Segment Start: RECORDS SUPPLIED
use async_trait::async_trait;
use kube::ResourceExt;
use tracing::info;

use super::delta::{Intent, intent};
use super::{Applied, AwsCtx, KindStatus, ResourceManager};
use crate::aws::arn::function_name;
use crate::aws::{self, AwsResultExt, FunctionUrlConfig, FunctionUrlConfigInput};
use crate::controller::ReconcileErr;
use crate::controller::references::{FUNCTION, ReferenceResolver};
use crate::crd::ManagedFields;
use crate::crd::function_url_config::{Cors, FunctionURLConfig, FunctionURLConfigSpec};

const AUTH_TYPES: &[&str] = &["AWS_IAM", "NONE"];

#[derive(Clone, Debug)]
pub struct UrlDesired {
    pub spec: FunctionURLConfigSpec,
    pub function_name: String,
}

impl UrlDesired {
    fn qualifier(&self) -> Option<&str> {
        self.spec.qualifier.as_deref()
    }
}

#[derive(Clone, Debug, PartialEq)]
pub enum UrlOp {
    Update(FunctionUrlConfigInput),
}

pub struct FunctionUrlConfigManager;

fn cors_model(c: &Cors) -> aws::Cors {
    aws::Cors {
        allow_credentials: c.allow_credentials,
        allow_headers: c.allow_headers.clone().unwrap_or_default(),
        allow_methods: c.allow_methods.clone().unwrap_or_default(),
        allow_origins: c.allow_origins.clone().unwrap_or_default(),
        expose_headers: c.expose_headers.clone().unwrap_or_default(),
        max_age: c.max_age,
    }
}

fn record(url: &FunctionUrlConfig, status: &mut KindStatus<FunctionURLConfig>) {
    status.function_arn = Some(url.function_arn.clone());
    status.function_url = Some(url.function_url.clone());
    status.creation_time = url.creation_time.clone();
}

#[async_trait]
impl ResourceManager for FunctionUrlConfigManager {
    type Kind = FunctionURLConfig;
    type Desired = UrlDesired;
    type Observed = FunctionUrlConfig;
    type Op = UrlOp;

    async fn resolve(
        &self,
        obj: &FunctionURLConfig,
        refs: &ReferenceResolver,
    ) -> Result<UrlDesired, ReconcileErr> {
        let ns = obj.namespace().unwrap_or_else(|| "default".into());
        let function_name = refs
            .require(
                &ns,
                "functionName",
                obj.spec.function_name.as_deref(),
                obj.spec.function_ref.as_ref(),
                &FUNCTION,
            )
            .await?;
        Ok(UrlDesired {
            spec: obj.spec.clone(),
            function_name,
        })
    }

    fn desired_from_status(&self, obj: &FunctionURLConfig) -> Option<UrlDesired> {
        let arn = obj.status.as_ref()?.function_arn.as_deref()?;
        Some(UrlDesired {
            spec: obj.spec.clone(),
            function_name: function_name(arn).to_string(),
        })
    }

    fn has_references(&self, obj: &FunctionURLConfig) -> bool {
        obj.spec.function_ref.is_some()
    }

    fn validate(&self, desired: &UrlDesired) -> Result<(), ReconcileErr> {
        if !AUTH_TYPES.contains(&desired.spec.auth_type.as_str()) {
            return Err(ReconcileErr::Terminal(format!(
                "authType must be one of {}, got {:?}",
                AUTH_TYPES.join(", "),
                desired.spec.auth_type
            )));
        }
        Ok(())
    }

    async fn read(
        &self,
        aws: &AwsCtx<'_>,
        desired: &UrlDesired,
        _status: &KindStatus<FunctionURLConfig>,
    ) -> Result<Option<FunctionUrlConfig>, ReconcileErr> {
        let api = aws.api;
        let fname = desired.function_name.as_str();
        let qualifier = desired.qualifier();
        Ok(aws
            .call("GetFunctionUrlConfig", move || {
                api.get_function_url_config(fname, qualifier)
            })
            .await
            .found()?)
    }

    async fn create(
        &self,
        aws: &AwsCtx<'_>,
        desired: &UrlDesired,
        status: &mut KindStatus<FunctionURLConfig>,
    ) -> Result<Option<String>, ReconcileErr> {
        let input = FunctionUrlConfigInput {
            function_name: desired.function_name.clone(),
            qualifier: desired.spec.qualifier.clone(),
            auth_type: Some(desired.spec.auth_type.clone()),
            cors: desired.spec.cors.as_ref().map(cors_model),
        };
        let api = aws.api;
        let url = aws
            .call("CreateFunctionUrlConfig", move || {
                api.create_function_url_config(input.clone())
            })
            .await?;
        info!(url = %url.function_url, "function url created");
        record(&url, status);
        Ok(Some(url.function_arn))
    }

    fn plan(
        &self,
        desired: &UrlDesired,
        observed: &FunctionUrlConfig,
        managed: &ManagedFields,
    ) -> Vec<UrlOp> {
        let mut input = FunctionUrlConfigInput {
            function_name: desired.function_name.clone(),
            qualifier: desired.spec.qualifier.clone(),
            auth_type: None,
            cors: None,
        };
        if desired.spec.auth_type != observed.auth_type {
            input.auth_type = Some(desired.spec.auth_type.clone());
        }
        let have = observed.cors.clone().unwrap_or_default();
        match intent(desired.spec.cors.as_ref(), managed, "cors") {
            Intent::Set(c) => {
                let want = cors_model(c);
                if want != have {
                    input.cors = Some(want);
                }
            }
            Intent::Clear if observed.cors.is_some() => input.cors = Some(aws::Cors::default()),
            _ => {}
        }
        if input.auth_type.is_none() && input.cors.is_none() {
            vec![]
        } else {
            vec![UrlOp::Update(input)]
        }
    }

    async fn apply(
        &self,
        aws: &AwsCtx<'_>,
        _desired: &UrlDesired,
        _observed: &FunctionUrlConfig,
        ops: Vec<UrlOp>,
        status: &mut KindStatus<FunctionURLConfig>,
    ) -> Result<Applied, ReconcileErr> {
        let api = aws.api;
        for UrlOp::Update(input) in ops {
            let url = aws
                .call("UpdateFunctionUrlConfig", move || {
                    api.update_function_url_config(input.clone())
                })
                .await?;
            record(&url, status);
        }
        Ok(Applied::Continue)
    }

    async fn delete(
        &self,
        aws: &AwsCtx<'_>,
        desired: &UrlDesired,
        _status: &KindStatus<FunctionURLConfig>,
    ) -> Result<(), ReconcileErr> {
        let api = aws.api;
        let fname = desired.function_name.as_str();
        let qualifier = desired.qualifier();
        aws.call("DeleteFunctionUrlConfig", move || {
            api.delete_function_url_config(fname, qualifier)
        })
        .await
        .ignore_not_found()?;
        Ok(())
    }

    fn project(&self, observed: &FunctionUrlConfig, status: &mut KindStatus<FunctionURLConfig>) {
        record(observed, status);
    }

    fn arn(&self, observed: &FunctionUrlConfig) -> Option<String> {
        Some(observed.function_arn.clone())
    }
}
Segment End: RECORDS SUPPLIED
→ **DIRECTIONS FOR THIS TASK**
Repeat every line of the material exactly as given.

→ **SOLUTION**
use async_trait::async_trait;
use kube::ResourceExt;
use tracing::info;

use super::delta::{Intent, intent};
use super::{Applied, AwsCtx, KindStatus, ResourceManager};
use crate::aws::arn::function_name;
use crate::aws::{self, AwsResultExt, FunctionUrlConfig, FunctionUrlConfigInput};
use crate::controller::ReconcileErr;
use crate::controller::references::{FUNCTION, ReferenceResolver};
use crate::crd::ManagedFields;
use crate::crd::function_url_config::{Cors, FunctionURLConfig, FunctionURLConfigSpec};

const AUTH_TYPES: &[&str] = &["AWS_IAM", "NONE"];

#[derive(Clone, Debug)]
pub struct UrlDesired {
    pub spec: FunctionURLConfigSpec,
    pub function_name: String,
}

impl UrlDesired {
    fn qualifier(&self) -> Option<&str> {
        self.spec.qualifier.as_deref()
    }
}

#[derive(Clone, Debug, PartialEq)]
pub enum UrlOp {
    Update(FunctionUrlConfigInput),
}

pub struct FunctionUrlConfigManager;

fn cors_model(c: &Cors) -> aws::Cors {
    aws::Cors {
        allow_credentials: c.allow_credentials,
        allow_headers: c.allow_headers.clone().unwrap_or_default(),
        allow_methods: c.allow_methods.clone().unwrap_or_default(),
        allow_origins: c.allow_origins.clone().unwrap_or_default(),
        expose_headers: c.expose_headers.clone().unwrap_or_default(),
        max_age: c.max_age,
    }
}

fn record(url: &FunctionUrlConfig, status: &mut KindStatus<FunctionURLConfig>) {
    status.function_arn = Some(url.function_arn.clone());
    status.function_url = Some(url.function_url.clone());
    status.creation_time = url.creation_time.clone();
}

#[async_trait]
impl ResourceManager for FunctionUrlConfigManager {
    type Kind = FunctionURLConfig;
    type Desired = UrlDesired;
    type Observed = FunctionUrlConfig;
    type Op = UrlOp;

    async fn resolve(
        &self,
        obj: &FunctionURLConfig,
        refs: &ReferenceResolver,
    ) -> Result<UrlDesired, ReconcileErr> {
        let ns = obj.namespace().unwrap_or_else(|| "default".into());
        let function_name = refs
            .require(
                &ns,
                "functionName",
                obj.spec.function_name.as_deref(),
                obj.spec.function_ref.as_ref(),
                &FUNCTION,
            )
            .await?;
        Ok(UrlDesired {
            spec: obj.spec.clone(),
            function_name,
        })
    }

    fn desired_from_status(&self, obj: &FunctionURLConfig) -> Option<UrlDesired> {
        let arn = obj.status.as_ref()?.function_arn.as_deref()?;
        Some(UrlDesired {
            spec: obj.spec.clone(),
            function_name: function_name(arn).to_string(),
        })
    }

    fn has_references(&self, obj: &FunctionURLConfig) -> bool {
        obj.spec.function_ref.is_some()
    }

    fn validate(&self, desired: &UrlDesired) -> Result<(), ReconcileErr> {
        if !AUTH_TYPES.contains(&desired.spec.auth_type.as_str()) {
            return Err(ReconcileErr::Terminal(format!(
                "authType must be one of {}, got {:?}",
                AUTH_TYPES.join(", "),
                desired.spec.auth_type
            )));
        }
        Ok(())
    }

    async fn read(
        &self,
        aws: &AwsCtx<'_>,
        desired: &UrlDesired,
        _status: &KindStatus<FunctionURLConfig>,
    ) -> Result<Option<FunctionUrlConfig>, ReconcileErr> {
        let api = aws.api;
        let fname = desired.function_name.as_str();
        let qualifier = desired.qualifier();
        Ok(aws
            .call("GetFunctionUrlConfig", move || {
                api.get_function_url_config(fname, qualifier)
            })
            .await
            .found()?)
    }

    async fn create(
        &self,
        aws: &AwsCtx<'_>,
        desired: &UrlDesired,
        status: &mut KindStatus<FunctionURLConfig>,
    ) -> Result<Option<String>, ReconcileErr> {
        let input = FunctionUrlConfigInput {
            function_name: desired.function_name.clone(),
            qualifier: desired.spec.qualifier.clone(),
            auth_type: Some(desired.spec.auth_type.clone()),
            cors: desired.spec.cors.as_ref().map(cors_model),
        };
        let api = aws.api;
        let url = aws
            .call("CreateFunctionUrlConfig", move || {
                api.create_function_url_config(input.clone())
            })
            .await?;
        info!(url = %url.function_url, "function url created");
        record(&url, status);
        Ok(Some(url.function_arn))
    }

    fn plan(
        &self,
        desired: &UrlDesired,
        observed: &FunctionUrlConfig,
        managed: &ManagedFields,
    ) -> Vec<UrlOp> {
        let mut input = FunctionUrlConfigInput {
            function_name: desired.function_name.clone(),
            qualifier: desired.spec.qualifier.clone(),
            auth_type: None,
            cors: None,
        };
        if desired.spec.auth_type != observed.auth_type {
            input.auth_type = Some(desired.spec.auth_type.clone());
        }
        let have = observed.cors.clone().unwrap_or_default();
        match intent(desired.spec.cors.as_ref(), managed, "cors") {
            Intent::Set(c) => {
                let want = cors_model(c);
                if want != have {
                    input.cors = Some(want);
                }
            }
            Intent::Clear if observed.cors.is_some() => input.cors = Some(aws::Cors::default()),
            _ => {}
        }
        if input.auth_type.is_none() && input.cors.is_none() {
            vec![]
        } else {
            vec![UrlOp::Update(input)]
        }
    }

    async fn apply(
        &self,
        aws: &AwsCtx<'_>,
        _desired: &UrlDesired,
        _observed: &FunctionUrlConfig,
        ops: Vec<UrlOp>,
        status: &mut KindStatus<FunctionURLConfig>,
    ) -> Result<Applied, ReconcileErr> {
        let api = aws.api;
        for UrlOp::Update(input) in ops {
            let url = aws
                .call("UpdateFunctionUrlConfig", move || {
                    api.update_function_url_config(input.clone())
                })
                .await?;
            record(&url, status);
        }
        Ok(Applied::Continue)
    }

    async fn delete(
        &self,
        aws: &AwsCtx<'_>,
        desired: &UrlDesired,
        _status: &KindStatus<FunctionURLConfig>,
    ) -> Result<(), ReconcileErr> {
        let api = aws.api;
        let fname = desired.function_name.as_str();
        let qualifier = desired.qualifier();
        aws.call("DeleteFunctionUrlConfig", move || {
            api.delete_function_url_config(fname, qualifier)
        })
        .await
        .ignore_not_found()?;
        Ok(())
    }

    fn project(&self, observed: &FunctionUrlConfig, status: &mut KindStatus<FunctionURLConfig>) {
        record(observed, status);
    }

    fn arn(&self, observed: &FunctionUrlConfig) -> Option<String> {
        Some(observed.function_arn.clone())
    }
}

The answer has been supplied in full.